SOL NUBLADO EM MACAPÁ?


          
           Hoje fui surpreendido com a notícia de que o candidato à prefeitura de Macapá pelo PSOL - Clécio Luis - conseguiu ir para o segundo turno por meio da coligação com partidos bastante questionáveis. Possa parecer estranho, para quem sabe que sou militante do PSOL, somente agora descobrir tal informação. A razão se deve por dois motivos: minha filiação somente aconteceu em março deste ano, como também pelo fato de não pautar minha militância nas eleições municipais, estaduais e federal, posto que o cenário resultante desse processo é sempre desanimador.
            A maior parte da militância do PSOL rompeu com o PT devido ao seu fisiologismo político na disputa eleitoral, às questionáveis alianças com setores da direita que permitiram a eleição de Lula à presidência em 2002 e, principalmente, o vale-tudo na disputa pelo poder. Grosso modo, o que define um partido de esquerda é a sua não ilusão nos mecanismos de poder da sociedade capitalista. Obviamente, não significa ausentar-se do processo eleitoral, mas participar dele para evidenciar as contradições mascaradas de democracia, transmudadas em aparelhismo estéril da máquina capitalista.
           
            Recorrentemente, as pessoas tem associado o PSOL ao PT do início e tal associação é feita às vezes como comentários negativos resultados da analogia entre ambos e da transferência do que se possa tornar o PSOL no futuro. Embora tais comentários possam soar maldosos, não deixam de ter uma utilidade como aviso para que a autocrítica seja uma constante em meu partido.
            Nesse sentido, a coligação que levou Clécio ao segundo turno na capital do Estado do Amapá é um prenúncio do cuidado que o PSOL deve ter para não repetir a história e não se tornar igual ou pior do que é o PT hoje. Coligado a partidos como o Partido Verde  (PV), o Partido da Mobilização Nacional (PMN), o Partido Trabalhista Cristão (PTC) e o Partido Renovador Trabalhista (PRTB), no Macapá, o PSOL ameaça por em dúvida a confiança que o movimento LGBT tem depositado nele - confiança resultada das significativas atuações de parlamentares do PSOL no Congresso Federal e nas Assembléias Legislativas.
            No que se refere à pauta LGBT, dois problemas apresentam-se nessa coligação: o primeiro é o fato de esses partidos terem parlamentares atuantes abertamente contra a garantia dessas pautas; o segundo é o fato de, por serem apontados como partidos de aluguel, seus candidatos são escolhidos por outros motivos que não  um filtro ideológico.

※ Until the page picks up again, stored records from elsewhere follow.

#[cfg(test)]
mod tests {
    use super::*;
    use std::sync::atomic::{AtomicUsize, Ordering};
    use tokio::sync::Semaphore;

    async fn fail(breaker: &CircuitBreaker) -> Result<(), BreakerError<&'static str>> {
        breaker.execute(|| async { Err::<(), _>("boom") }).await
    }

    async fn succeed(breaker: &CircuitBreaker) -> Result<(), BreakerError<&'static str>> {
        breaker.execute(|| async { Ok::<(), &str>(()) }).await
    }

    #[tokio::test]
    async fn test_opens_after_six_consecutive_failures_and_fails_fast() {
        let breaker = CircuitBreaker::new("test", BreakerSettings::default());

        for _ in 0..5 {
            assert!(matches!(fail(&breaker).await, Err(BreakerError::Failure { .. })));
        }
        assert_eq!(breaker.state(), BreakerState::Closed);

        fail(&breaker).await.unwrap_err();
        assert_eq!(breaker.state(), BreakerState::Open);

        let invoked = AtomicUsize::new(0);
        let result = breaker
            .execute(|| async {
                invoked.fetch_add(1, Ordering::SeqCst);
                Ok::<(), &str>(())
            })
            .await;
        assert!(matches!(result, Err(BreakerError::Open { .. })));
        assert!(result.unwrap_err().is_rejected());
        assert_eq!(invoked.load(Ordering::SeqCst), 0);
    }

    #[tokio::test(flavor = "multi_thread", worker_threads = 4)]
    async fn test_concurrent_calls_keep_exact_counts() {
        let breaker = Arc::new(CircuitBreaker::new(
            "concurrent",
            BreakerSettings::default().with_ready_to_trip(|_| false),
        ));

        let handles: Vec<_> = (0..16)
            .map(|task| {
                let breaker = Arc::clone(&breaker);
                tokio::spawn(async move {
                    for call in 0..50 {
                        let outcome = if (task + call) % 2 == 0 {
                            fail(&breaker).await
                        } else {
                            succeed(&breaker).await
                        };
                        assert!(!matches!(outcome, Err(BreakerError::Open { .. })));
                        tokio::task::yield_now().await;
                    }
                })
            })
            .collect();
        for handle in handles {
            handle.await.unwrap();
        }

        let counts = breaker.counts();
        assert_eq!(breaker.state(), BreakerState::Closed);
        assert_eq!(counts.requests, 800);
        assert_eq!(counts.total_failures, 400);
        assert_eq!(counts.total_successes, 400);
    }

    #[tokio::test]
    async fn test_failure_ratio_needs_minimum_volume() {
        let breaker = CircuitBreaker::new("ratio", BreakerSettings::default());

        fail(&breaker).await.unwrap_err();
        assert_eq!(breaker.state(), BreakerState::Closed);

        succeed(&breaker).await.unwrap();
        for _ in 0..3 {
            fail(&breaker).await.unwrap_err();
            succeed(&breaker).await.unwrap();
        }
        // 9 requests, 4 failures
        assert_eq!(breaker.state(), BreakerState::Closed);

        fail(&breaker).await.unwrap_err();
        // 10 requests, 5 failures
        assert_eq!(breaker.state(), BreakerState::Open);
    }

    #[tokio::test(start_paused = true)]
    async fn test_half_open_success_closes_and_resets_counts() {
        let breaker = CircuitBreaker::new("recover", BreakerSettings::default());
        for _ in 0..6 {
            fail(&breaker).await.unwrap_err();
        }
        assert_eq!(breaker.state(), BreakerState::Open);

        tokio::time::advance(Duration::from_secs(29)).await;
        assert_eq!(breaker.state(), BreakerState::Open);

        tokio::time::advance(Duration::from_secs(2)).await;
        assert_eq!(breaker.state(), BreakerState::HalfOpen);

        succeed(&breaker).await.unwrap();
        assert_eq!(breaker.state(), BreakerState::Closed);
        assert_eq!(breaker.counts().consecutive_failures, 0);
    }

    #[tokio::test(start_paused = true)]
    async fn test_half_open_failure_reopens() {
        let breaker = CircuitBreaker::new("relapse", BreakerSettings::default());
        for _ in 0..6 {
            fail(&breaker).await.unwrap_err();
        }
        tokio::time::advance(Duration::from_secs(31)).await;

        assert!(matches!(fail(&breaker).await, Err(BreakerError::Failure { .. })));
        assert_eq!(breaker.state(), BreakerState::Open);
        assert!(matches!(succeed(&breaker).await, Err(BreakerError::Open { .. })));
    }

    #[tokio::test(start_paused = true)]
    async fn test_half_open_limits_concurrent_trials() {
        let breaker = Arc::new(CircuitBreaker::new("bounded", BreakerSettings::default()));
        for _ in 0..6 {
            fail(&breaker).await.unwrap_err();
        }
        tokio::time::advance(Duration::from_secs(31)).await;
        assert_eq!(breaker.state(), BreakerState::HalfOpen);

        let gate = Arc::new(Semaphore::new(0));
        let mut trials = Vec::new();
        for _ in 0..3 {
            let breaker = Arc::clone(&breaker);
            let gate = Arc::clone(&gate);
            trials.push(tokio::spawn(async move {
                breaker
                    .execute(|| async move {
                        let _permit = gate.acquire().await.map_err(|_| "closed")?;
                        Ok::<(), &str>(())
                    })
                    .await
            }));
        }
        while breaker.counts().requests < 3 {
            tokio::task::yield_now().await;
        }

        let invoked = AtomicUsize::new(0);
        let extra = breaker
            .execute(|| async {
                invoked.fetch_add(1, Ordering::SeqCst);
                Ok::<(), &str>(())
            })
            .await;
        assert!(matches!(extra, Err(BreakerError::TooManyRequests { .. })));
        assert_eq!(invoked.load(Ordering::SeqCst), 0);

        gate.add_permits(3);
        for trial in trials {
            trial.await.unwrap().unwrap();
        }
        assert_eq!(breaker.state(), BreakerState::Closed);
    }

    #[tokio::test(start_paused = true)]
    async fn test_dropped_trial_releases_its_slot() {
        let settings = BreakerSettings::default().with_max_requests(1);
        let breaker = Arc::new(CircuitBreaker::new("dropped", settings));
        for _ in 0..6 {
            fail(&breaker).await.unwrap_err();
        }
        tokio::time::advance(Duration::from_secs(31)).await;

        let stuck = {
            let breaker = Arc::clone(&breaker);
            tokio::spawn(async move {
                breaker
                    .execute(|| std::future::pending::<Result<(), &str>>())
                    .await
            })
        };
        while breaker.counts().requests < 1 {
            tokio::task::yield_now().await;
        }
        assert!(matches!(
            succeed(&breaker).await,
            Err(BreakerError::TooManyRequests { .. })
        ));

        stuck.abort();
        assert!(stuck.await.unwrap_err().is_cancelled());
        assert_eq!(breaker.state(), BreakerState::HalfOpen);

        succeed(&breaker).await.unwrap();
        assert_eq!(breaker.state(), BreakerState::Closed);
    }

    #[tokio::test(start_paused = true)]
    async fn test_interval_resets_closed_counts() {
        let breaker = CircuitBreaker::new("window", BreakerSettings::default());
        for _ in 0..5 {
            fail(&breaker).await.unwrap_err();
        }
        assert_eq!(breaker.counts().consecutive_failures, 5);

        tokio::time::advance(Duration::from_secs(61)).await;
        assert_eq!(breaker.counts(), Counts::default());

        // A fresh window needs six failures again
        fail(&breaker).await.unwrap_err();
        assert_eq!(breaker.state(), BreakerState::Closed);
    }

    #[tokio::test]
    async fn test_outcome_from_previous_generation_is_ignored() {
        let breaker = Arc::new(CircuitBreaker::new("stale", BreakerSettings::default()));
        let gate = Arc::new(Semaphore::new(0));

        let slow = {
            let breaker = Arc::clone(&breaker);
            let gate = Arc::clone(&gate);
            tokio::spawn(async move {
                breaker
                    .execute(|| async move {
                        let _permit = gate.acquire().await.map_err(|_| "closed")?;
                        Err::<(), &str>("late failure")
                    })
                    .await
            })
        };
        while breaker.counts().requests < 1 {
            tokio::task::yield_now().await;
        }

        for _ in 0..6 {
            fail(&breaker).await.unwrap_err();
        }
        assert_eq!(breaker.state(), BreakerState::Open);

        gate.add_permits(1);
        slow.await.unwrap().unwrap_err();
        assert_eq!(breaker.counts(), Counts::default());
    }

    #[tokio::test(start_paused = true)]
    async fn test_state_change_hook_sees_every_transition() {
        let seen = Arc::new(Mutex::new(Vec::new()));
        let settings = BreakerSettings::default().with_on_state_change({
            let seen = Arc::clone(&seen);
            move |name, from, to| seen.lock().unwrap().push((name.to_string(), from, to))
        });
        let breaker = CircuitBreaker::new("hooked", settings);

        for _ in 0..6 {
            fail(&breaker).await.unwrap_err();
        }
        tokio::time::advance(Duration::from_secs(31)).await;
        succeed(&breaker).await.unwrap();

        let seen = seen.lock().unwrap();
        assert_eq!(
            *seen,
            vec![
                ("hooked".to_string(), BreakerState::Closed, BreakerState::Open),
                ("hooked".to_string(), BreakerState::Open, BreakerState::HalfOpen),
                ("hooked".to_string(), BreakerState::HalfOpen, BreakerState::Closed),
            ]
        );
    }

    #[test]
    fn test_breaker_error_maps_onto_app_error() {
        let open: AppError = BreakerError::<AppError>::Open {
            breaker: "transaction->user".to_string(),
        }
        .into();
        assert!(open.is_temporarily_unavailable());

        let failed: AppError = BreakerError::Failure {
            breaker: "transaction->user".to_string(),
            error: AppError::Internal("down".to_string()),
        }
        .into();
        assert!(matches!(failed, AppError::DependencyFailure { .. }));
    }
}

            Segundo material divulgado na internet, orientando os eleitores LGBT, feito por Leandro Oliveira[1], o PV já foi um bom partido pró-LGBT, mas as candidaturas de evangélicos fundamentalistas como a do deputado federal Roberto de Lucena, torna aconselhável o eleitor pensar duas vezes antes de votar nele. Esse deputado foi o relator que deu parecer favorável ao projeto de lei feito pelo Deputado Federal do PSDB João Campos, projeto que pretende legalizar a "cura" de homossexuais, além de cinco deputados federais desse partido terem assinados essa PEC . Vale lembrar que, em 2010, Marina Silva, candidata à presidencia por esse partido manifestou-se contrária a aprovação do casamento civil e, num surto de democratismo, afirmou que, caso eleita, faria um plebiscito sobre o tema, esquecendo que Direitos Humanos não se negociam.
            O PMN também não é indicado como um bom partido para a população LGBT por dois motivos: primeiro porque faz parte dele a única deputada federal Jaqueline Roriz, acusada de, junto com o marido, receber um maço de dinheiro das mãos de Durval Barbosa, delator do Mensalão do DEM, após notícia divulgada pelo jornal Estado de São Paulo em 4 de março de 2011[2];  o segundo motivo deve-se ao fato de um vereador desse partido no Rio de Janeiro votou a favor da lei de Carlos Bolsonaro pela proibição de materiais sobre diversidade sexual nas escolas do município[3].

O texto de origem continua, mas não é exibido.